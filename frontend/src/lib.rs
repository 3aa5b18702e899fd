//! Learnify 前端应用
//!
//! 采用 Context-Driven 的高内聚低耦合架构：
//! - `http`: 传输抽象与带 401 刷新拦截的 `ApiClient`
//! - `api`: 按资源划分的接口方法
//! - `session`: 唯一的会话存储
//! - `auth`: 会话接入 Leptos 响应式系统
//! - `web::route` / `web::router`: 路由定义与守卫
//! - `components`: UI 组件层

mod api;
mod auth;
mod components {
    pub mod home;
    mod icons;
    pub mod landing;
    pub mod login;
    pub mod register;
}
mod config;
mod error;
mod generation;
mod http;
mod session;

use std::rc::Rc;

use crate::auth::{AuthContext, init_auth};
use crate::components::home::HomePage;
use crate::components::landing::LandingPage;
use crate::components::login::LoginPage;
use crate::components::register::RegisterPage;
use crate::config::ClientConfig;
use crate::http::{ApiClient, MemoryTokenStore, TokenStore};
use crate::session::SessionStore;

use leptos::prelude::*;

// 原生 Web API 封装模块
// 此模块提供对浏览器原生 API 的轻量级封装。
pub(crate) mod web {
    mod http;
    pub mod route;
    pub mod router;
    mod storage;

    pub use http::FetchHttpClient;
    pub use storage::BrowserTokenStore;
}

use web::route::AppRoute;
use web::router::{Router, RouterOutlet};
use web::{BrowserTokenStore, FetchHttpClient};

/// 路由匹配函数
///
/// 根据 AppRoute 枚举返回对应的视图组件。
fn route_matcher(route: AppRoute) -> AnyView {
    match route {
        AppRoute::Landing => view! { <LandingPage /> }.into_any(),
        AppRoute::Login => view! { <LoginPage /> }.into_any(),
        AppRoute::Register => view! { <RegisterPage /> }.into_any(),
        AppRoute::Home => view! { <HomePage /> }.into_any(),
        AppRoute::NotFound => view! {
            <div class="flex items-center justify-center min-h-screen bg-base-200">
                <div class="text-center">
                    <h1 class="text-6xl font-bold text-error">"404"</h1>
                    <p class="text-xl mt-4">"Page not found"</p>
                </div>
            </div>
        }
        .into_any(),
    }
}

/// 组装客户端：配置 -> 传输 -> token 存储 -> ApiClient -> 会话
fn build_session() -> SessionStore {
    let config = ClientConfig::from_build_env();

    let tokens: Rc<dyn TokenStore> = if BrowserTokenStore::is_available() {
        Rc::new(BrowserTokenStore::new(config.token_storage_key.clone()))
    } else {
        tracing::warn!("localStorage unavailable, access token will not survive a reload");
        Rc::new(MemoryTokenStore::new())
    };
    let transport = Rc::new(FetchHttpClient::new(config.with_credentials));

    tracing::info!(base_url = %config.base_url, "api client configured");
    SessionStore::new(ApiClient::new(config, transport, tokens))
}

#[component]
pub fn App() -> impl IntoView {
    // 1. 创建唯一的会话并放入 Context
    let auth_ctx = AuthContext::new(build_session());
    provide_context(auth_ctx);
    on_cleanup(move || auth_ctx.dispose());

    // 2. 启动时尝试静默恢复会话
    init_auth(&auth_ctx);

    // 3. 获取守卫信号，用于注入路由服务（解耦！）
    let guard = auth_ctx.guard_signal();

    view! {
        <Router guard=guard>
            <RouterOutlet matcher=route_matcher />
        </Router>
    }
}
use learnify_shared::{ApiPaths, Id, SubmitQuizRequest, Submission};

use crate::error::ApiResult;
use crate::http::ApiClient;

impl ApiClient {
    pub async fn submit_quiz(&self, quiz_id: Id, data: &SubmitQuizRequest) -> ApiResult<Submission> {
        self.post(&ApiPaths::quiz_submit(quiz_id), data).await
    }

    pub async fn get_quiz_submissions(&self, quiz_id: Id) -> ApiResult<Vec<Submission>> {
        self.get(&ApiPaths::quiz_submissions(quiz_id)).await
    }

    pub async fn get_my_quiz_submissions(&self, quiz_id: Id) -> ApiResult<Vec<Submission>> {
        self.get(&ApiPaths::quiz_submissions_me(quiz_id)).await
    }

    /// 含逐题作答详情
    pub async fn get_submission(&self, id: Id) -> ApiResult<Submission> {
        self.get(&ApiPaths::submission(id)).await
    }
}
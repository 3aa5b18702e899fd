use crate::auth::{login, use_auth};
use crate::components::icons::GraduationCap;
use crate::web::router::Link;
use leptos::prelude::*;
use leptos::task::spawn_local;

#[component]
pub fn LoginPage() -> impl IntoView {
    let auth = use_auth();

    let (email, set_email) = signal(String::new());
    let (password, set_password) = signal(String::new());
    let (is_submitting, set_is_submitting) = signal(false);
    let (error_msg, set_error_msg) = signal(Option::<String>::None);

    let on_submit = move |ev: leptos::web_sys::SubmitEvent| {
        ev.prevent_default();
        if email.get().trim().is_empty() || password.get().is_empty() {
            set_error_msg.set(Some("Please fill in all fields".to_string()));
            return;
        }

        set_is_submitting.set(true);
        set_error_msg.set(None);

        spawn_local(async move {
            // 成功后由路由服务监听会话变化跳转到 /home
            if let Err(e) = login(&auth, email.get_untracked().trim().to_string(), password.get_untracked()).await {
                set_error_msg.set(Some(e.message));
            }
            set_is_submitting.set(false);
        });
    };

    view! {
        <div class="hero min-h-screen bg-base-200">
            <div class="hero-content flex-col w-full max-w-md">
                <div class="text-center mb-4">
                    <div class="flex flex-col items-center gap-2">
                        <div class="p-3 bg-primary/10 rounded-2xl text-primary">
                            <GraduationCap attr:class="h-8 w-8" />
                        </div>
                        <h1 class="text-3xl font-bold">"Welcome back"</h1>
                        <p class="text-base-content/70">"Sign in to continue learning"</p>
                    </div>
                </div>

                <div class="card shrink-0 w-full shadow-2xl bg-base-100">
                    <form class="card-body" on:submit=on_submit>
                        {move || error_msg.get().map(|msg| view! {
                            <div role="alert" class="alert alert-error text-sm py-2">
                                <span>{msg}</span>
                            </div>
                        })}

                        <div class="form-control">
                            <label class="label" for="email">
                                <span class="label-text">"Email"</span>
                            </label>
                            <input
                                id="email"
                                type="email"
                                placeholder="you@example.com"
                                on:input=move |ev| set_email.set(event_target_value(&ev))
                                prop:value=email
                                class="input input-bordered"
                                required
                            />
                        </div>
                        <div class="form-control">
                            <label class="label" for="password">
                                <span class="label-text">"Password"</span>
                            </label>
                            <input
                                id="password"
                                type="password"
                                placeholder="••••••••"
                                on:input=move |ev| set_password.set(event_target_value(&ev))
                                prop:value=password
                                class="input input-bordered"
                                required
                            />
                        </div>
                        <div class="form-control mt-6">
                            <button class="btn btn-primary" disabled=move || is_submitting.get()>
                                {move || if is_submitting.get() {
                                    view! { <span class="loading loading-spinner"></span> "Signing in..." }.into_any()
                                } else {
                                    "Sign In".into_any()
                                }}
                            </button>
                        </div>
                        <p class="text-center text-sm text-base-content/70">
                            "Don't have an account? "
                            <Link to="/register" class="link link-primary">"Create one"</Link>
                        </p>
                    </form>
                </div>
            </div>
        </div>
    }
}
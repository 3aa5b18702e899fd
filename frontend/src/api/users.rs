use learnify_shared::{ApiPaths, RegisterRequest, UpdateProfileRequest, UserProfile};

use crate::error::ApiResult;
use crate::http::ApiClient;

impl ApiClient {
    pub async fn register_user(&self, data: &RegisterRequest) -> ApiResult<UserProfile> {
        self.post(ApiPaths::USERS, data).await
    }

    pub async fn get_all_users(&self) -> ApiResult<Vec<UserProfile>> {
        self.get(ApiPaths::USERS).await
    }

    pub async fn get_user(&self, id: &str) -> ApiResult<UserProfile> {
        self.get(&ApiPaths::user(id)).await
    }

    pub async fn update_user(&self, id: &str, data: &UpdateProfileRequest) -> ApiResult<UserProfile> {
        self.put(&ApiPaths::user(id), data).await
    }

    pub async fn delete_user(&self, id: &str) -> ApiResult<()> {
        self.delete(&ApiPaths::user(id)).await
    }

    pub async fn get_me(&self) -> ApiResult<UserProfile> {
        self.get(ApiPaths::ME).await
    }

    pub async fn update_me(&self, data: &UpdateProfileRequest) -> ApiResult<UserProfile> {
        self.put(ApiPaths::ME, data).await
    }

    pub async fn delete_me(&self) -> ApiResult<()> {
        self.delete(ApiPaths::ME).await
    }
}
use crate::{
    compile::ingredients::IngredientList,
    foundation::core::{Canvas, RenderMode},
    order::options::BagelBase,
};

pub const LINE_HEIGHT_MULTIPLIER: f64 = 1.2;
/// Used in preview mode once content had to be shrunk to fit.
pub const TIGHT_LINE_HEIGHT_MULTIPLIER: f64 = 1.15;

pub const PREVIEW_REFERENCE_WIDTH: f64 = 550.0;
pub const PREVIEW_REFERENCE_SIZE: f64 = 28.0;
pub const MIN_BASE_PREVIEW_SIZE: f64 = 20.0;
pub const MAX_PREVIEW_SIZE: f64 = 32.0;
pub const MIN_PREVIEW_SIZE: f64 = 14.0;

/// Export sizes are authored for this width and scale linearly with the canvas.
pub const EXPORT_REFERENCE_WIDTH: f64 = 3600.0;
pub const BASE_EXPORT_SIZE: f64 = 550.0;
pub const MIN_EXPORT_SIZE: f64 = 300.0;

pub const LONG_BASE_SCALE: f64 = 0.7;
pub const SESAME_SCALE: f64 = 0.9;
pub const MULTIPLE_ENTRIES_SCALE: f64 = 0.85;
pub const EVERYTHING_ALONE_SCALE: f64 = 1.1;

pub const EXPORT_START_Y_WITH_NAME: f64 = 0.25;
pub const EXPORT_START_Y_WITHOUT_NAME: f64 = 0.2;
pub const PREVIEW_START_Y_FEW_WITH_NAME: f64 = 0.38;
pub const PREVIEW_START_Y_MANY_WITH_NAME: f64 = 0.35;
pub const PREVIEW_START_Y_FEW_WITHOUT_NAME: f64 = 0.32;
pub const PREVIEW_START_Y_MANY_WITHOUT_NAME: f64 = 0.28;
/// Preview entry counts up to this use the "few" start offsets.
pub const PREVIEW_FEW_ENTRIES: usize = 2;

pub const MAX_Y_EXPORT: f64 = 0.95;
pub const MAX_Y_PREVIEW: f64 = 0.9;
pub const MAX_TEXT_HEIGHT_EXPORT: f64 = 0.65;

/// Font metrics and placement for one render pass.
#[derive(Clone, Copy, Debug, PartialEq, serde::Serialize)]
pub struct LayoutParams {
    pub font_size_px: f64,
    pub line_height_px: f64,
    /// Y of the first line's vertical center.
    pub start_y_px: f64,
    /// Lines centered below this Y are not drawn.
    pub max_y_px: f64,
    /// False when the content still exceeds its budget at the minimum font size.
    pub fits: bool,
}

/// Smallest font size `mode` may produce on `canvas`.
pub fn min_font_size(canvas: Canvas, mode: RenderMode) -> f64 {
    match mode {
        RenderMode::Preview => MIN_PREVIEW_SIZE,
        RenderMode::Export => MIN_EXPORT_SIZE * export_scale(canvas),
    }
}

fn export_scale(canvas: Canvas) -> f64 {
    f64::from(canvas.width) / EXPORT_REFERENCE_WIDTH
}

fn base_font_size(canvas: Canvas, mode: RenderMode) -> f64 {
    match mode {
        RenderMode::Export => BASE_EXPORT_SIZE * export_scale(canvas),
        RenderMode::Preview => (f64::from(canvas.width) / PREVIEW_REFERENCE_WIDTH
            * PREVIEW_REFERENCE_SIZE)
            .clamp(MIN_BASE_PREVIEW_SIZE, MAX_PREVIEW_SIZE),
    }
}

fn base_scale(base: BagelBase) -> f64 {
    match base {
        BagelBase::Everything | BagelBase::WholeWheat => LONG_BASE_SCALE,
        BagelBase::Sesame => SESAME_SCALE,
        BagelBase::Plain | BagelBase::Raisin => 1.0,
    }
}

fn count_scale(list: &IngredientList) -> f64 {
    if list.len() > 1 {
        MULTIPLE_ENTRIES_SCALE
    } else if list.base == BagelBase::Everything {
        EVERYTHING_ALONE_SCALE
    } else {
        1.0
    }
}

fn start_y_fraction(mode: RenderMode, has_name: bool, entries: usize) -> f64 {
    let few = entries <= PREVIEW_FEW_ENTRIES;
    match (mode, has_name, few) {
        (RenderMode::Export, true, _) => EXPORT_START_Y_WITH_NAME,
        (RenderMode::Export, false, _) => EXPORT_START_Y_WITHOUT_NAME,
        (RenderMode::Preview, true, true) => PREVIEW_START_Y_FEW_WITH_NAME,
        (RenderMode::Preview, true, false) => PREVIEW_START_Y_MANY_WITH_NAME,
        (RenderMode::Preview, false, true) => PREVIEW_START_Y_FEW_WITHOUT_NAME,
        (RenderMode::Preview, false, false) => PREVIEW_START_Y_MANY_WITHOUT_NAME,
    }
}

/// Compute font size, line height and start offset for `list` on `canvas`.
///
/// Pure: the result depends only on the arguments. Content that needs more vertical room than
/// the mode's budget is shrunk proportionally, never below [`min_font_size`]. If it still does
/// not fit, `fits` is false and the renderer truncates at `max_y_px`.
pub fn compute_layout(
    list: &IngredientList,
    canvas: Canvas,
    mode: RenderMode,
    has_name: bool,
) -> LayoutParams {
    let height = f64::from(canvas.height);
    let min_size = min_font_size(canvas, mode);

    let mut font_size = base_font_size(canvas, mode) * base_scale(list.base) * count_scale(list);
    let mut multiplier = LINE_HEIGHT_MULTIPLIER;

    let start_y = height * start_y_fraction(mode, has_name, list.len());
    let max_y = height
        * match mode {
            RenderMode::Export => MAX_Y_EXPORT,
            RenderMode::Preview => MAX_Y_PREVIEW,
        };
    let available = match mode {
        RenderMode::Export => height * MAX_TEXT_HEIGHT_EXPORT,
        RenderMode::Preview => max_y - start_y,
    };

    let lines = list.total_lines() as f64;
    let required = lines * font_size * multiplier;
    if required > available {
        font_size = (font_size * (available / required)).max(min_size);
        if mode == RenderMode::Preview {
            multiplier = TIGHT_LINE_HEIGHT_MULTIPLIER;
        }
    }
    font_size = font_size.max(min_size);

    let line_height = font_size * multiplier;
    let fits = lines * line_height <= available + 1e-9;
    if !fits {
        tracing::warn!(
            lines = list.total_lines(),
            font_size,
            available,
            ?mode,
            "ingredient text exceeds its vertical budget at the minimum font size"
        );
    }

    let params = LayoutParams {
        font_size_px: font_size,
        line_height_px: line_height,
        start_y_px: start_y,
        max_y_px: max_y,
        fits,
    };
    tracing::debug!(?params, entries = list.len(), ?mode, "layout computed");
    params
}

#[cfg(test)]
#[path = "../../tests/unit/layout/engine.rs"]
mod tests;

Exercise prompt
Across all the records, find the lines containing the word "usize" and reproduce each one.

Solution for this task
pub const PREVIEW_FEW_ENTRIES: usize = 2;
fn start_y_fraction(mode: RenderMode, has_name: bool, entries: usize) -> f64 {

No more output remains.